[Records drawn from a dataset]
[Start of Attachment]
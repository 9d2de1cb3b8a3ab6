// crates/param-gate-cli/src/i18n.rs
// ============================================================================
// Module: CLI Internationalization Helpers
// Description: Provides message catalog and translation utilities for the CLI.
// Purpose: Centralize user-facing strings for localized CLI output.
// Dependencies: Standard library collections and formatting utilities.
// ============================================================================

//! ## Overview
//! The Param Gate CLI stores user-facing strings in a small translation
//! catalog so every message is consistent across commands. All runtime output
//! should be routed through the [`t!`](crate::t) macro.
//!
//! This catalog localizes the CLI itself. Schema presentation text (labels,
//! help, placeholders) is resolved separately through the core's injected
//! `TextResolver`.
//!
//! ## Invariants
//! - The catalog is initialized once and read-only thereafter.
//! - Missing keys fall back to English and then to the key itself.
//! - Placeholder substitutions preserve deterministic order.

// ============================================================================
// SECTION: Imports
// ============================================================================

use std::collections::HashMap;
use std::sync::OnceLock;

// ============================================================================
// SECTION: Types
// ============================================================================

/// Supported CLI locales.
///
/// # Invariants
/// - Variants are stable for CLI parsing and catalog lookup.
/// - [`Locale::En`] is the default fallback locale.
#[derive(Debug, Copy, Clone, PartialEq, Eq)]
pub enum Locale {
    /// English (default).
    En,
    /// Catalan.
    Ca,
}

impl Locale {
    /// Returns the canonical locale label.
    #[must_use]
    pub const fn as_str(self) -> &'static str {
        match self {
            Self::En => "en",
            Self::Ca => "ca",
        }
    }

    /// Attempts to parse a locale value (case-insensitive, tolerant of region tags).
    #[must_use]
    pub fn parse(value: &str) -> Option<Self> {
        let value = value.trim();
        if value.is_empty() {
            return None;
        }
        let normalized = value.to_ascii_lowercase();
        let lang = normalized.split(['-', '_']).next().unwrap_or("");
        match lang {
            "en" => Some(Self::En),
            "ca" => Some(Self::Ca),
            _ => None,
        }
    }
}

/// Ordered list of supported CLI locales.
pub const SUPPORTED_LOCALES: &[Locale] = &[Locale::En, Locale::Ca];

/// A formatted message argument captured by the [`macro@crate::t`] macro.
#[derive(Clone)]
pub struct MessageArg {
    /// The placeholder name used in message templates (e.g., `"path"`).
    pub key: &'static str,
    /// The formatted string value to substitute for this placeholder.
    pub value: String,
}

impl MessageArg {
    /// Constructs a new [`MessageArg`] from a key and displayable value.
    pub fn new(key: &'static str, value: impl Into<String>) -> Self {
        Self {
            key,
            value: value.into(),
        }
    }
}

// ============================================================================
// SECTION: Locale Selection
// ============================================================================

/// Global locale selection for CLI output.
static CURRENT_LOCALE: OnceLock<Locale> = OnceLock::new();

/// Sets the CLI locale. Only the first call wins.
pub fn set_locale(locale: Locale) {
    let _ = CURRENT_LOCALE.set(locale);
}

/// Returns the current CLI locale (defaults to English).
#[must_use]
pub fn current_locale() -> Locale {
    CURRENT_LOCALE.get().copied().unwrap_or(Locale::En)
}

// ============================================================================
// SECTION: Catalog
// ============================================================================

/// Static English catalog entries.
const CATALOG_EN: &[(&str, &str)] = &[
    ("main.version", "param-gate {version}"),
    ("output.stream.stdout", "stdout"),
    ("output.stream.stderr", "stderr"),
    ("output.stream.unknown", "output"),
    ("output.write_failed", "Failed to write to {stream}: {error}"),
    ("output.serialize_failed", "Failed to serialize output: {error}"),
    (
        "input.read_too_large",
        "Refusing to read {kind} at {path} because it is {size} bytes (limit {limit}).",
    ),
    ("input.read_failed", "Failed to read {kind} at {path}: {error}"),
    ("input.not_utf8", "The {kind} at {path} is not valid UTF-8."),
    ("input.kind.schema", "schema"),
    ("input.kind.values", "value tree"),
    (
        "authoring.format.missing",
        "Cannot detect the format of {path}. Use a .json, .yaml, .yml or .ron extension, or pass \
         --format.",
    ),
    ("authoring.load_failed", "Failed to load {path}: {error}"),
    ("config.load_failed", "Failed to load config: {error}"),
    ("config.validate.ok", "Config is valid."),
    ("audit.init_failed", "Failed to open the audit sink: {error}"),
    ("schema.validate.failed", "Schema has {count} defect(s)."),
    ("schema.invalid", "Schema at {path} is invalid:"),
    ("schema.defect", "  {defect}"),
    ("hash.failed", "Failed to compute canonical hash: {error}"),
    ("query.json_invalid", "Query expression is not valid JSON: {error}"),
    ("query.invalid", "Invalid query expression: {error}"),
    ("i18n.lang.invalid_env", "Invalid value for {env}: {value}. Expected 'en' or 'ca'."),
    (
        "i18n.disclaimer.machine_translated",
        "Note: non-English output is machine-translated and may be inaccurate.",
    ),
];

/// Static Catalan catalog entries.
const CATALOG_CA: &[(&str, &str)] = &[
    ("main.version", "param-gate {version}"),
    ("output.stream.stdout", "stdout"),
    ("output.stream.stderr", "stderr"),
    ("output.stream.unknown", "sortida"),
    ("output.write_failed", "No s'ha pogut escriure a {stream}: {error}"),
    ("output.serialize_failed", "No s'ha pogut serialitzar la sortida: {error}"),
    (
        "input.read_too_large",
        "No es llegirà {kind} a {path} perquè ocupa {size} bytes (límit {limit}).",
    ),
    ("input.read_failed", "No s'ha pogut llegir {kind} a {path}: {error}"),
    ("input.not_utf8", "L'entrada {kind} a {path} no és UTF-8 vàlid."),
    ("input.kind.schema", "esquema"),
    ("input.kind.values", "arbre de valors"),
    (
        "authoring.format.missing",
        "No es pot detectar el format de {path}. Useu una extensió .json, .yaml, .yml o .ron, o \
         passeu --format.",
    ),
    ("authoring.load_failed", "No s'ha pogut carregar {path}: {error}"),
    ("config.load_failed", "No s'ha pogut carregar la configuració: {error}"),
    ("config.validate.ok", "La configuració és vàlida."),
    ("audit.init_failed", "No s'ha pogut obrir el registre d'auditoria: {error}"),
    ("schema.validate.failed", "L'esquema té {count} defecte(s)."),
    ("schema.invalid", "L'esquema a {path} no és vàlid:"),
    ("schema.defect", "  {defect}"),
    ("hash.failed", "No s'ha pogut calcular el hash canònic: {error}"),
    ("query.json_invalid", "L'expressió de consulta no és JSON vàlid: {error}"),
    ("query.invalid", "Expressió de consulta no vàlida: {error}"),
    ("i18n.lang.invalid_env", "Valor no vàlid per a {env}: {value}. S'esperava 'en' o 'ca'."),
    (
        "i18n.disclaimer.machine_translated",
        "Nota: la sortida que no és en anglès està traduïda automàticament i pot ser inexacta.",
    ),
];

/// Returns the raw catalog entries for the requested locale.
#[cfg(test)]
pub(crate) const fn catalog_entries_for(locale: Locale) -> &'static [(&'static str, &'static str)] {
    match locale {
        Locale::En => CATALOG_EN,
        Locale::Ca => CATALOG_CA,
    }
}

/// Returns the message catalog for the requested locale.
pub(crate) fn catalog_for(locale: Locale) -> &'static HashMap<&'static str, &'static str> {
    static CATALOG_EN_MAP: OnceLock<HashMap<&'static str, &'static str>> = OnceLock::new();
    static CATALOG_CA_MAP: OnceLock<HashMap<&'static str, &'static str>> = OnceLock::new();
    match locale {
        Locale::En => CATALOG_EN_MAP.get_or_init(|| CATALOG_EN.iter().copied().collect()),
        Locale::Ca => CATALOG_CA_MAP.get_or_init(|| CATALOG_CA.iter().copied().collect()),
    }
}

// ============================================================================
// SECTION: Translation
// ============================================================================

/// Translates `key` using the selected locale while substituting `args`.
#[must_use]
pub fn translate(key: &str, args: Vec<MessageArg>) -> String {
    let locale = current_locale();
    let template = catalog_for(locale)
        .get(key)
        .copied()
        .or_else(|| catalog_for(Locale::En).get(key).copied())
        .unwrap_or(key);
    if args.is_empty() {
        return template.to_string();
    }

    let mut result = template.to_string();
    for arg in args {
        let placeholder = format!("{{{}}}", arg.key);
        result = result.replace(&placeholder, &arg.value);
    }
    result
}

// ============================================================================
// SECTION: Macro
// ============================================================================

/// Formats a localized message from a key and named arguments.
///
/// # Arguments
///
/// - `$key` must match a catalog entry.
/// - Named arguments are substituted into `{placeholder}` positions.
#[macro_export]
macro_rules! t {
    ($key:literal $(, $name:ident = $value:expr )* $(,)?) => {{
        let args = ::std::vec![
            $(
                $crate::i18n::MessageArg::new(stringify!($name), $value.to_string()),
            )*
        ];
        $crate::i18n::translate($key, args)
    }};
}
[End of Attachment]
### WORK TO COMPLETE
Locate the lines above that hold the word "Returns". Show every one of them.

### OUTPUT BELOW
    /// Returns the canonical locale label.
/// Returns the current CLI locale (defaults to English).
/// Returns the raw catalog entries for the requested locale.
/// Returns the message catalog for the requested locale.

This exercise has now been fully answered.